- [Exercise goal]:
From the line with "pub fn redirect_paths(&self)" through the final line, transcribe the material below character for character; include no other lines.

- [Stored data]:

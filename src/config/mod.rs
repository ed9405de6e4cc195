//! Configuration loading and management

use crate::actions::RedirectPaths;
use anyhow::Result;
use serde::{Deserialize, Serialize};

fn default_listen_addr() -> String {
    "127.0.0.1:3000".to_string()
}

fn default_invoices_path() -> String {
    "/dashboard/invoices".to_string()
}

fn default_customers_path() -> String {
    "/dashboard/customers".to_string()
}

/// Application configuration
#[derive(Debug, Clone, Serialize, Deserialize)]
pub struct AppConfig {
    /// Address the HTTP surface binds to
    #[serde(default = "default_listen_addr")]
    pub listen_addr: String,

    /// PostgreSQL connection string; absent means the in-memory store
    #[serde(default)]
    pub database_url: Option<String>,

    /// Invoices listing path (redirect target and cache tag)
    #[serde(default = "default_invoices_path")]
    pub invoices_path: String,

    /// Customers listing path (redirect target and cache tag)
    #[serde(default = "default_customers_path")]
    pub customers_path: String,
}

impl Default for AppConfig {
    fn default() -> Self {
        Self {
            listen_addr: default_listen_addr(),
            database_url: None,
            invoices_path: default_invoices_path(),
            customers_path: default_customers_path(),
        }
    }
}

impl AppConfig {
    /// Load configuration from a YAML file
    pub fn from_yaml_file(path: &str) -> Result<Self> {
        let content = std::fs::read_to_string(path)?;
        let config: Self = serde_yaml::from_str(&content)?;
        Ok(config)
    }

    /// Load configuration from a YAML string
    pub fn from_yaml_str(yaml: &str) -> Result<Self> {
        let config: Self = serde_yaml::from_str(yaml)?;
        Ok(config)
    }

    /// Apply environment overrides (`BILLET_LISTEN_ADDR`, `DATABASE_URL`)
    pub fn with_env_overrides(mut self) -> Self {
        if let Ok(addr) = std::env::var("BILLET_LISTEN_ADDR") {
            self.listen_addr = addr;
        }
        if let Ok(url) = std::env::var("DATABASE_URL") {
            self.database_url = Some(url);
        }
        self
    }

    /// Redirect/invalidation paths for the action layer
    pub fn redirect_paths(&self) -> RedirectPaths {
        RedirectPaths {
            invoices: self.invoices_path.clone(),
            customers: self.customers_path.clone(),
        }
    }
}

#[cfg(test)]
mod tests {
    use super::*;

    #[test]
    fn test_default_config() {
        let config = AppConfig::default();
        assert_eq!(config.listen_addr, "127.0.0.1:3000");
        assert_eq!(config.invoices_path, "/dashboard/invoices");
        assert_eq!(config.customers_path, "/dashboard/customers");
        assert!(config.database_url.is_none());
    }

    #[test]
    fn test_yaml_round_trip() {
        let config = AppConfig::default();
        let yaml = serde_yaml::to_string(&config).unwrap();

        let parsed = AppConfig::from_yaml_str(&yaml).unwrap();
        assert_eq!(parsed.listen_addr, config.listen_addr);
        assert_eq!(parsed.invoices_path, config.invoices_path);
    }

    #[test]
    fn test_partial_yaml_uses_defaults() {
        let parsed = AppConfig::from_yaml_str("listen_addr: 0.0.0.0:8080\n").unwrap();
        assert_eq!(parsed.listen_addr, "0.0.0.0:8080");
        assert_eq!(parsed.invoices_path, "/dashboard/invoices");
    }

    #[test]
    fn test_redirect_paths() {
        let config = AppConfig::from_yaml_str(
            "invoices_path: /app/invoices\ncustomers_path: /app/customers\n",
        )
        .unwrap();
        let paths = config.redirect_paths();
        assert_eq!(paths.invoices, "/app/invoices");
        assert_eq!(paths.customers, "/app/customers");
    }
}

- [Task answer]:
    pub fn redirect_paths(&self) -> RedirectPaths {
        RedirectPaths {
            invoices: self.invoices_path.clone(),
            customers: self.customers_path.clone(),
        }
    }
}

#[cfg(test)]
mod tests {
    use super::*;

    #[test]
    fn test_default_config() {
        let config = AppConfig::default();
        assert_eq!(config.listen_addr, "127.0.0.1:3000");
        assert_eq!(config.invoices_path, "/dashboard/invoices");
        assert_eq!(config.customers_path, "/dashboard/customers");
        assert!(config.database_url.is_none());
    }

    #[test]
    fn test_yaml_round_trip() {
        let config = AppConfig::default();
        let yaml = serde_yaml::to_string(&config).unwrap();

        let parsed = AppConfig::from_yaml_str(&yaml).unwrap();
        assert_eq!(parsed.listen_addr, config.listen_addr);
        assert_eq!(parsed.invoices_path, config.invoices_path);
    }

    #[test]
    fn test_partial_yaml_uses_defaults() {
        let parsed = AppConfig::from_yaml_str("listen_addr: 0.0.0.0:8080\n").unwrap();
        assert_eq!(parsed.listen_addr, "0.0.0.0:8080");
        assert_eq!(parsed.invoices_path, "/dashboard/invoices");
    }

    #[test]
    fn test_redirect_paths() {
        let config = AppConfig::from_yaml_str(
            "invoices_path: /app/invoices\ncustomers_path: /app/customers\n",
        )
        .unwrap();
        let paths = config.redirect_paths();
        assert_eq!(paths.invoices, "/app/invoices");
        assert_eq!(paths.customers, "/app/customers");
    }
}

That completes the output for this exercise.